José Rui Simões Mateus é um cidadão português. As suas visitas a Galiza foram sempre numerosas e a comunicação com os amigos galegos era ao princípio apenas em espanhol, agora já não, e isso tem “afluentes” O seu interesse pelo galego leva-o a ler a nossa literatura e fazer descobertas. Julga que a sociedade portuguesa tem muito a ganhar se descobre o que os manuais escolares ocultaram, que o galego-português não é apenas um lema medieval.

O nosso novo sócio é português e reside atualmente em Sesimbra, a 30 km de Lisboa. Como foi o contacto com a realidade linguística, e não só, da Galiza?

O meu contacto com a Galiza foi sempre feito pela proximidade ao norte de Portugal, nas visitas que fiz em férias ou para fazer os Caminhos de Santiago. Ir à Galiza era também ir a Espanha, e a língua que utilizei nestas visitas, sempre foi o espanhol, dado que sou estudante de espanhol como língua estrangeira em Portugal. Apesar de não me expressar em português nas minhas visitas à Galiza, tive sempre presente, o sentimento de proximidade que sentimos existir entre a Galiza e Portugal, sendo sempre muito bem recebido em todas as interações com os galegos. Acabei por fazer muitos amigos na Galiza que mantenho desde há muitos anos.

Relativamente ao galego, da mesma forma que na Galiza, no senso comum, se entende o português como uma língua diferente do galego, também em Portugal, temos essa noção. Não há consciência de que são duas variantes da mesma língua. Essa noção perdeu-se por não haver informação nesse sentido.

Já houve muitas visitas à Galiza e, via de regra, os amigos galegos conversavam consigo em espanhol. Esta descoberta do galego poderá propiciar que exista uma comunicação diferente?

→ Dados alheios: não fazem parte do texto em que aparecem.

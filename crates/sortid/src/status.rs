/// The result of a single non-blocking generation attempt.
///
/// This type models the outcome of [`ClockSequencer::poll`] and
/// [`SnowflakeGenerator::try_generate`]:
///
/// - [`Poll::Ready`] indicates a new value was produced.
/// - [`Poll::Pending`] means the caller must wait `yield_for` milliseconds
///   before the clock can produce a new value, either because the sequence is
///   exhausted for the current tick or because the clock moved backward.
///
/// This allows non-blocking generation loops and custom backoff strategies.
///
/// # Example
///
/// ```
/// use sortid::{ClockSequencer, Poll};
///
/// let sequencer = ClockSequencer::new();
/// match sequencer.poll(42).unwrap() {
///     Poll::Ready { value } => println!("tick {} / {}", value.time_ms, value.sequence),
///     Poll::Pending { yield_for } => println!("back off for {yield_for} ms"),
/// }
/// ```
///
/// [`ClockSequencer::poll`]: crate::ClockSequencer::poll
/// [`SnowflakeGenerator::try_generate`]: crate::SnowflakeGenerator::try_generate
#[derive(Debug, Clone, Copy, PartialEq, Eq)]
pub enum Poll<T> {
    /// A new value is ready to use.
    Ready {
        /// The produced value.
        value: T,
    },
    /// No value could be produced yet.
    Pending {
        /// Milliseconds to wait before retrying.
        yield_for: u64,
    },
}

impl<T> Poll<T> {
    /// Maps the ready value, leaving `Pending` untouched.
    pub fn map<U>(self, f: impl FnOnce(T) -> U) -> Poll<U> {
        match self {
            Self::Ready { value } => Poll::Ready { value: f(value) },
            Self::Pending { yield_for } => Poll::Pending { yield_for },
        }
    }

    /// Returns `true` if a value is ready.
    pub const fn is_ready(&self) -> bool {
        matches!(self, Self::Ready { .. })
    }
}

A “descoberta” do galego, surgiu pelo interesse que tive, quando no contacto com amigos galego-falantes estes me perguntaram, porque não aprendes galego? Ao que eu (que não tinha ainda pensado no tema) respondi: Parece-me que não vou conseguir aprender o galego, porque sendo português, e falando espanhol, vai ser muito difícil para mim diferenciar as fronteiras entre os três idiomas, que são muito semelhantes… foi então que surgiu a curiosidade por saber mais sobre o galego, e comecei a procurar ler alguns livros em galego. Ao ler o galego não há grande dificuldade, para um falante de português, sobretudo conhecendo a norma de escrita castelhana, em entender o texto, mas a diferença na grafia faz-nos sentir que não estamos na mesma língua. No entanto quando transpomos o mesmo texto para a norma da AGAL, com ortografia que utilizamos em português, o texto revela-se e não restam dúvidas que estamos perante uma variante do mesmo idioma. Logo a fronteira que nos divide é a escrita.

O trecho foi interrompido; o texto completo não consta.